To Name Those Lost is the story of a father's journey. Wilson has an eye for the dirt, the hardness, the sheer dog-eat-doggedness of the lives of the poor. Human nature is revealed in all its horror and beauty as Thomas Toosey struggles with the good and the vile in himself and learns what he holds important.
PUBLISHERS WEEKLY
Wilson's (The Roving Party) second novel is as violent, bleak, and absorbing as his highly-praised first. Again the setting is Tasmania, this time taking place in 1874. The efficient plot could be described as the tale of two seekers, dogged and inimical, squaring off. Thomas Toosey, an ex-convict said to be "on winking terms with the devil," is looking for his son, whose deceased mother he abandoned, to start a new life together.

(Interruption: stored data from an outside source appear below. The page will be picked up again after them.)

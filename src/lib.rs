//! envscope - runtime environment detection
//!
//! This crate answers "where am I running?" for the current process:
//! - OS family and kernel, toolchain runtime
//! - Containers (Docker, WSL, Kubernetes), CI systems and cloud platforms
//! - Privilege level and deployment mode
//!
//! Results are cached with a TTL and exposed through the [`Environment`]
//! facade. Extra detectors can be added at runtime through plugins.

pub mod cache;
pub mod cli;
pub mod commands;
pub mod config;
pub mod detector;
pub mod detectors;
pub mod environment;
pub mod error;
pub mod plugin;
pub mod probe;
pub mod registry;

// Re-export commonly used types
pub use config::Config;
pub use environment::{Environment, EnvironmentInfo};
pub use error::{EnvscopeError, Result};
//! Core trait and cache decorator shared by every detector.

use std::future::{Future, IntoFuture};
use std::pin::Pin;
use std::sync::Arc;
use std::time::Duration;

use serde::Serialize;

use crate::cache::TimedCache;

/// Boxed future handed out for deferred detection.
pub type BoxFuture<'a, T> = Pin<Box<dyn Future<Output = T> + Send + 'a>>;

/// Trait for environment detectors.
///
/// Implement this trait to add a new detection domain. The detector only
/// supplies the decision logic; caching, reset and sync/async dispatch come
/// from wrapping it in a [`CachedDetector`].
///
/// `detect` must be total: probe failures are folded into a conservative
/// default instead of being reported.
pub trait Detector: Send + Sync {
    type Output: Clone + Send + Sync + 'static;

    /// Stable identifier, used for the cache key and registry lookups.
    fn name(&self) -> &'static str;

    /// Run detection from scratch.
    fn detect(&self) -> Self::Output;

    /// Asynchronous detection. Defaults to the synchronous routine.
    fn detect_async(&self) -> impl Future<Output = Self::Output> + Send {
        async move { self.detect() }
    }
}

/// Per-detector settings.
#[derive(Debug, Clone, Copy, PartialEq, Eq)]
pub struct DetectorOptions {
    /// Cache results between calls
    pub cache: bool,
    /// Lifetime of a cached result
    pub ttl: Duration,
    /// Make [`CachedDetector::detect`] hand out a deferred result
    pub asynchronous: bool,
}

impl Default for DetectorOptions {
    fn default() -> Self {
        Self {
            cache: true,
            ttl: Duration::from_secs(60),
            asynchronous: false,
        }
    }
}

impl DetectorOptions {
    pub fn new() -> Self {
        Self::default()
    }

    pub fn with_cache(mut self, enabled: bool) -> Self {
        self.cache = enabled;
        self
    }

    pub fn with_ttl(mut self, ttl: Duration) -> Self {
        self.ttl = ttl;
        self
    }

    pub fn with_asynchronous(mut self, asynchronous: bool) -> Self {
        self.asynchronous = asynchronous;
        self
    }
}

/// Result of [`CachedDetector::detect`]: available now or after awaiting.
///
/// Both variants can be `.await`ed.
pub enum Detection<'a, T> {
    Ready(T),
    Deferred(BoxFuture<'a, T>),
}

impl<'a, T> Detection<'a, T> {
    /// The value, if it did not need awaiting.
    pub fn ready(self) -> Option<T> {
        match self {
            Detection::Ready(value) => Some(value),
            Detection::Deferred(_) => None,
        }
    }

    pub fn is_deferred(&self) -> bool {
        matches!(self, Detection::Deferred(_))
    }
}

impl<'a, T: Send + 'a> IntoFuture for Detection<'a, T> {
    type Output = T;
    type IntoFuture = BoxFuture<'a, T>;

    fn into_future(self) -> Self::IntoFuture {
        match self {
            Detection::Ready(value) => Box::pin(std::future::ready(value)),
            Detection::Deferred(future) => future,
        }
    }
}

impl<T: std::fmt::Debug> std::fmt::Debug for Detection<'_, T> {
    fn fmt(&self, f: &mut std::fmt::Formatter<'_>) -> std::fmt::Result {
        match self {
            Detection::Ready(value) => f.debug_tuple("Ready").field(value).finish(),
            Detection::Deferred(_) => f.write_str("Deferred(..)"),
        }
    }
}

/// Wraps a [`Detector`] with the cache-or-compute protocol.
pub struct CachedDetector<D: Detector> {
    detector: D,
    cache: Arc<TimedCache>,
    options: DetectorOptions,
}

impl<D: Detector> CachedDetector<D> {
    pub fn new(detector: D, cache: Arc<TimedCache>, options: DetectorOptions) -> Self {
        Self {
            detector,
            cache,
            options,
        }
    }

    pub fn name(&self) -> &'static str {
        self.detector.name()
    }

    pub fn cache_key(&self) -> String {
        format!("detector:{}", self.detector.name())
    }

    pub fn options(&self) -> DetectorOptions {
        self.options
    }

    pub fn inner(&self) -> &D {
        &self.detector
    }

    /// Detect using the mode selected by [`DetectorOptions::asynchronous`].
    pub fn detect(&self) -> Detection<'_, D::Output> {
        if self.options.asynchronous {
            Detection::Deferred(Box::pin(self.detect_async()))
        } else {
            Detection::Ready(self.detect_sync())
        }
    }

    pub fn detect_sync(&self) -> D::Output {
        let key = self.cache_key();
        if let Some(hit) = self.cached(&key) {
            return hit;
        }

        let value = self.detector.detect();
        self.store(key, &value);
        value
    }

    pub async fn detect_async(&self) -> D::Output {
        let key = self.cache_key();
        if let Some(hit) = self.cached(&key) {
            return hit;
        }

        let value = self.detector.detect_async().await;
        self.store(key, &value);
        value
    }

    /// Forget the cached result so the next call recomputes.
    pub fn reset(&self) {
        self.cache.delete(&self.cache_key());
    }

    fn cached(&self, key: &str) -> Option<D::Output> {
        if !self.options.cache {
            return None;
        }
        let hit = self.cache.get::<D::Output>(key);
        tracing::trace!(key, hit = hit.is_some(), "detector cache lookup");
        hit
    }

    fn store(&self, key: String, value: &D::Output) {
        if self.options.cache {
            self.cache.set(key, value.clone(), self.options.ttl);
        }
    }
}

/// Object-safe view of a detector, for heterogeneous collections such as the
/// [`DetectorRegistry`](crate::registry::DetectorRegistry).
pub trait DynamicDetector: Send + Sync {
    fn name(&self) -> &str;

    /// Detection result rendered as JSON.
    fn detect_value(&self) -> serde_json::Value;

    fn reset(&self);
}

impl<D> DynamicDetector for CachedDetector<D>
where
    D: Detector,
    D::Output: Serialize,
{
    fn name(&self) -> &str {
        self.detector.name()
    }

    fn detect_value(&self) -> serde_json::Value {
        serde_json::to_value(self.detect_sync()).unwrap_or_default()
    }

    fn reset(&self) {
        CachedDetector::reset(self);
    }
}
use assert_cmd::Command;
use predicates::prelude::*;
use std::io::Write;
use tempfile::{NamedTempFile, TempDir};

/// Binary with an empty per-user config directory.
fn envscope(config_home: &TempDir) -> Command {
    let mut cmd = Command::cargo_bin("envscope").unwrap();
    cmd.env("XDG_CONFIG_HOME", config_home.path())
        .env("HOME", config_home.path())
        .env_remove("RUST_LOG");
    cmd
}

#[test]
fn shows_help() {
    let home = TempDir::new().unwrap();
    envscope(&home)
        .arg("--help")
        .assert()
        .success()
        .stdout(predicate::str::contains("detect the environment"));
}

#[test]
fn shows_version() {
    let home = TempDir::new().unwrap();
    envscope(&home)
        .arg("--version")
        .assert()
        .success()
        .stdout(predicate::str::contains(env!("CARGO_PKG_VERSION")));
}

#[test]
fn requires_subcommand() {
    let home = TempDir::new().unwrap();
    envscope(&home)
        .assert()
        .failure()
        .stderr(predicate::str::contains("Usage:"));
}

#[test]
fn detect_subcommand_help() {
    let home = TempDir::new().unwrap();
    envscope(&home)
        .args(["detect", "--help"])
        .assert()
        .success()
        .stdout(predicate::str::contains("--no-cache"));
}

#[test]
fn check_subcommand_help_lists_flags() {
    let home = TempDir::new().unwrap();
    envscope(&home)
        .args(["check", "--help"])
        .assert()
        .success()
        .stdout(predicate::str::contains("kubernetes"))
        .stdout(predicate::str::contains("serverless"));
}

#[test]
fn invalid_config_path_fails() {
    let home = TempDir::new().unwrap();
    envscope(&home)
        .args(["--config", "/nonexistent/path.toml", "summary"])
        .assert()
        .failure()
        .stderr(predicate::str::contains("Failed to read config file"));
}

#[test]
fn invalid_config_value_fails() {
    let home = TempDir::new().unwrap();
    let mut file = NamedTempFile::new().unwrap();
    file.write_all(b"[cache]\nttl_ms = 0\n").unwrap();

    envscope(&home)
        .arg("--config")
        .arg(file.path())
        .arg("summary")
        .assert()
        .failure()
        .stderr(predicate::str::contains("ttl_ms"));
}

#[test]
fn summary_starts_with_os_type() {
    let home = TempDir::new().unwrap();
    let expected = match std::env::consts::OS {
        "linux" | "macos" | "windows" => std::env::consts::OS,
        _ => "unknown",
    };

    envscope(&home)
        .arg("summary")
        .assert()
        .success()
        .stdout(predicate::str::starts_with(expected));
}

#[test]
fn detect_outputs_report() {
    let home = TempDir::new().unwrap();
    envscope(&home)
        .arg("detect")
        .assert()
        .success()
        .stdout(predicate::str::contains("OS:"))
        .stdout(predicate::str::contains("Mode:"));
}

#[test]
fn detect_with_json_output() {
    let home = TempDir::new().unwrap();
    let output = envscope(&home)
        .args(["detect", "--json", "--no-cache"])
        .env("APP_ENV", "staging")
        .output()
        .unwrap();

    assert!(output.status.success());
    let json: serde_json::Value = serde_json::from_slice(&output.stdout).unwrap();
    for key in ["os", "container", "ci", "cloud", "privileges", "runtime", "mode"] {
        assert!(json.get(key).is_some(), "missing {key}");
    }
    assert_eq!(json["mode"]["mode"], "staging");
    assert_eq!(json["mode"]["source"], "staging");
}

#[test]
fn detect_async_matches_sync() {
    let home = TempDir::new().unwrap();
    let run = |extra: &[&str]| {
        let output = envscope(&home)
            .args(["detect", "--json"])
            .args(extra)
            .output()
            .unwrap();
        assert!(output.status.success());
        let json: serde_json::Value = serde_json::from_slice(&output.stdout).unwrap();
        json["os"].clone()
    };

    assert_eq!(run(&[]), run(&["--async"]));
}

#[test]
fn check_true_exits_zero() {
    let home = TempDir::new().unwrap();
    envscope(&home)
        .args(["check", "production"])
        .env("APP_ENV", "prod")
        .assert()
        .success()
        .stdout("true\n");
}

#[test]
fn check_false_exits_one() {
    let home = TempDir::new().unwrap();
    envscope(&home)
        .args(["check", "production"])
        .env("APP_ENV", "development")
        .assert()
        .code(1)
        .stdout("false\n");
}

#[test]
fn check_uses_configured_mode_variable() {
    let home = TempDir::new().unwrap();
    let mut file = NamedTempFile::new().unwrap();
    file.write_all(b"[mode]\nvariable = \"DEPLOY_STAGE\"\n").unwrap();

    envscope(&home)
        .arg("-c")
        .arg(file.path())
        .args(["check", "production"])
        .env("DEPLOY_STAGE", "production")
        .env("APP_ENV", "development")
        .assert()
        .success();
}

#[test]
fn completions_for_bash() {
    let home = TempDir::new().unwrap();
    envscope(&home)
        .args(["completions", "bash"])
        .assert()
        .success()
        .stdout(predicate::str::contains("envscope"));
}
//! Container detector: Docker, WSL and Kubernetes.
//!
//! The three signals are probed independently. `is_container` is their
//! disjunction, and `container_type` surfaces only the highest-precedence
//! one (docker, then wsl, then kubernetes) even when several fire.

use std::path::Path;
use std::sync::OnceLock;

use regex::Regex;
use serde::{Deserialize, Serialize};

use super::os::OsType;
use super::parse_version_triad;
use crate::detector::Detector;
use crate::probe::Probes;

const DOCKER_MARKERS: &[&str] = &["/.dockerenv", "/.dockerinit"];
const SELF_CGROUP: &str = "/proc/self/cgroup";
const INIT_CGROUP: &str = "/proc/1/cgroup";
const SELF_MOUNTINFO: &str = "/proc/self/mountinfo";

const PROC_VERSION: &str = "/proc/version";
const OS_RELEASE: &str = "/etc/os-release";
const WSL_INTEROP_PATHS: &[&str] = &["/proc/sys/fs/binfmt_misc/WSLInterop", "/run/WSL"];

const K8S_SECRETS_DIR: &str = "/var/run/secrets/kubernetes.io";
const K8S_TOKEN: &str = "/var/run/secrets/kubernetes.io/serviceaccount/token";

#[derive(Debug, Clone, Copy, PartialEq, Eq, Hash, Serialize, Deserialize)]
#[serde(rename_all = "lowercase")]
pub enum ContainerType {
    Docker,
    Wsl,
    Kubernetes,
}

impl ContainerType {
    pub fn as_str(&self) -> &'static str {
        match self {
            ContainerType::Docker => "docker",
            ContainerType::Wsl => "wsl",
            ContainerType::Kubernetes => "kubernetes",
        }
    }
}

impl std::fmt::Display for ContainerType {
    fn fmt(&self, f: &mut std::fmt::Formatter<'_>) -> std::fmt::Result {
        f.write_str(self.as_str())
    }
}

#[derive(Debug, Clone, PartialEq, Eq, Serialize, Deserialize)]
pub struct ContainerInfo {
    pub is_container: bool,
    pub is_docker: bool,
    pub is_wsl: bool,
    pub is_kubernetes: bool,
    #[serde(skip_serializing_if = "Option::is_none")]
    pub container_type: Option<ContainerType>,
    #[serde(skip_serializing_if = "Option::is_none")]
    pub wsl_version: Option<u8>,
    #[serde(skip_serializing_if = "Option::is_none")]
    pub wsl_distro: Option<String>,
}

impl ContainerInfo {
    /// Combine the individual signals.
    pub fn from_signals(is_docker: bool, wsl: Option<WslInfo>, is_kubernetes: bool) -> Self {
        let is_wsl = wsl.is_some();
        let container_type = if is_docker {
            Some(ContainerType::Docker)
        } else if is_wsl {
            Some(ContainerType::Wsl)
        } else if is_kubernetes {
            Some(ContainerType::Kubernetes)
        } else {
            None
        };
        let (wsl_version, wsl_distro) = wsl.map_or((None, None), |w| (w.version, w.distro));

        Self {
            is_container: is_docker || is_wsl || is_kubernetes,
            is_docker,
            is_wsl,
            is_kubernetes,
            container_type,
            wsl_version,
            wsl_distro,
        }
    }
}

/// WSL details, present only when WSL was detected.
#[derive(Debug, Clone, Default, PartialEq, Eq)]
pub struct WslInfo {
    pub version: Option<u8>,
    pub distro: Option<String>,
}

/// Infer the WSL generation from `/proc/version` text.
///
/// An explicit `WSL2` token wins. Otherwise a Microsoft/WSL kernel is
/// classified by its major version: 5 and up is WSL2, older is WSL1.
pub fn parse_wsl_version(proc_version: &str) -> Option<u8> {
    let lower = proc_version.to_ascii_lowercase();
    if lower.contains("wsl2") {
        return Some(2);
    }
    if !(lower.contains("microsoft") || lower.contains("wsl")) {
        return None;
    }

    let (major, _, _) = parse_version_triad(proc_version)?;
    Some(if major >= 5 { 2 } else { 1 })
}

/// Value of `NAME="..."` in an os-release file.
pub fn parse_os_release_name(os_release: &str) -> Option<String> {
    os_release.lines().find_map(|line| {
        let value = line.trim().strip_prefix("NAME=")?;
        let value = value.trim().trim_matches('"').trim_matches('\'');
        (!value.is_empty()).then(|| value.to_string())
    })
}

fn pod_hostname_pattern() -> &'static Regex {
    static PATTERN: OnceLock<Regex> = OnceLock::new();
    PATTERN.get_or_init(|| Regex::new(r"^[a-z0-9]+(-[a-z0-9]+)+$").expect("valid regex"))
}

/// Whether a hostname looks like a generated pod name (`web-7d9f8c-x2kq`).
pub fn looks_like_pod_hostname(hostname: &str) -> bool {
    pod_hostname_pattern().is_match(hostname)
}

/// Detects Docker, WSL and Kubernetes.
pub struct ContainerDetector {
    probes: Probes,
}

impl ContainerDetector {
    pub fn new(probes: Probes) -> Self {
        Self { probes }
    }

    fn file_contains(&self, path: &str, needles: &[&str]) -> bool {
        self.probes
            .fs
            .read_to_string(Path::new(path))
            .is_some_and(|content| needles.iter().any(|n| content.contains(n)))
    }

    pub fn detect_docker(&self) -> bool {
        let fs = &self.probes.fs;
        if let Some(marker) = DOCKER_MARKERS.iter().find(|m| fs.exists(Path::new(m))) {
            tracing::debug!(marker, "docker marker file found");
            return true;
        }

        let cgroup_needles = &["docker", "containerd"];
        if self.file_contains(SELF_CGROUP, cgroup_needles)
            || self.file_contains(INIT_CGROUP, cgroup_needles)
        {
            tracing::debug!("docker cgroup found");
            return true;
        }

        self.file_contains(SELF_MOUNTINFO, &["docker"])
    }

    /// WSL details when running under WSL, `None` otherwise.
    pub fn detect_wsl(&self) -> Option<WslInfo> {
        if OsType::from_platform(&self.probes.host.platform()) == OsType::Windows {
            return None;
        }

        let fs = &self.probes.fs;
        let distro_var = self.probes.var("WSL_DISTRO_NAME");
        let proc_version = fs.read_to_string(Path::new(PROC_VERSION));

        let detected = distro_var.is_some()
            || proc_version
                .as_deref()
                .is_some_and(|v| v.to_ascii_lowercase().contains("microsoft"))
            || WSL_INTEROP_PATHS.iter().any(|p| fs.exists(Path::new(p)))
            || self.probes.has_var("WSLENV")
            || self.probes.has_var("WSL_INTEROP");

        if !detected {
            return None;
        }

        let distro = distro_var.or_else(|| {
            fs.read_to_string(Path::new(OS_RELEASE))
                .as_deref()
                .and_then(parse_os_release_name)
        });
        let version = proc_version.as_deref().and_then(parse_wsl_version);
        tracing::debug!(?version, ?distro, "WSL detected");

        Some(WslInfo { version, distro })
    }

    pub fn detect_kubernetes(&self) -> bool {
        let fs = &self.probes.fs;
        if fs.exists(Path::new(K8S_SECRETS_DIR)) {
            return true;
        }
        if self.probes.has_var("KUBERNETES_SERVICE_HOST")
            || self.probes.has_var("KUBERNETES_PORT")
        {
            return true;
        }

        // A pod-like hostname alone is too weak a signal
        let hostname = self
            .probes
            .host
            .hostname()
            .or_else(|| self.probes.var("HOSTNAME"));
        hostname.is_some_and(|h| looks_like_pod_hostname(&h)) && fs.exists(Path::new(K8S_TOKEN))
    }
}

impl Detector for ContainerDetector {
    type Output = ContainerInfo;

    fn name(&self) -> &'static str {
        "container"
    }

    fn detect(&self) -> ContainerInfo {
        ContainerInfo::from_signals(
            self.detect_docker(),
            self.detect_wsl(),
            self.detect_kubernetes(),
        )
    }
}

The Irishman Fitheal Flynn, "mad as a sack of rabbits," is looking for Toosey, who stole a considerable amount of money from him, and committing a more heinous act in the process. As Toosey gets closer to finding his son, Flynn gets closer to catching up with Toosey. They all converge in the chaotic, rough-and-tumble town of Launceston, whose inhabitants are rioting in protest of a new railway tax. Wilson has a fine ear for dialogue and nicely sketches main and supporting characters alike, except in the case of a lamentably cartoonish Chinese innkeeper. The brisk tale doesn't wade too deeply into the historical weeds, rather proceeding steadily to its final confrontations, inevitable but dramatic, savage but not gratuitous. This is a satisfying, grimy adventure about a reciprocal violence that pollutes.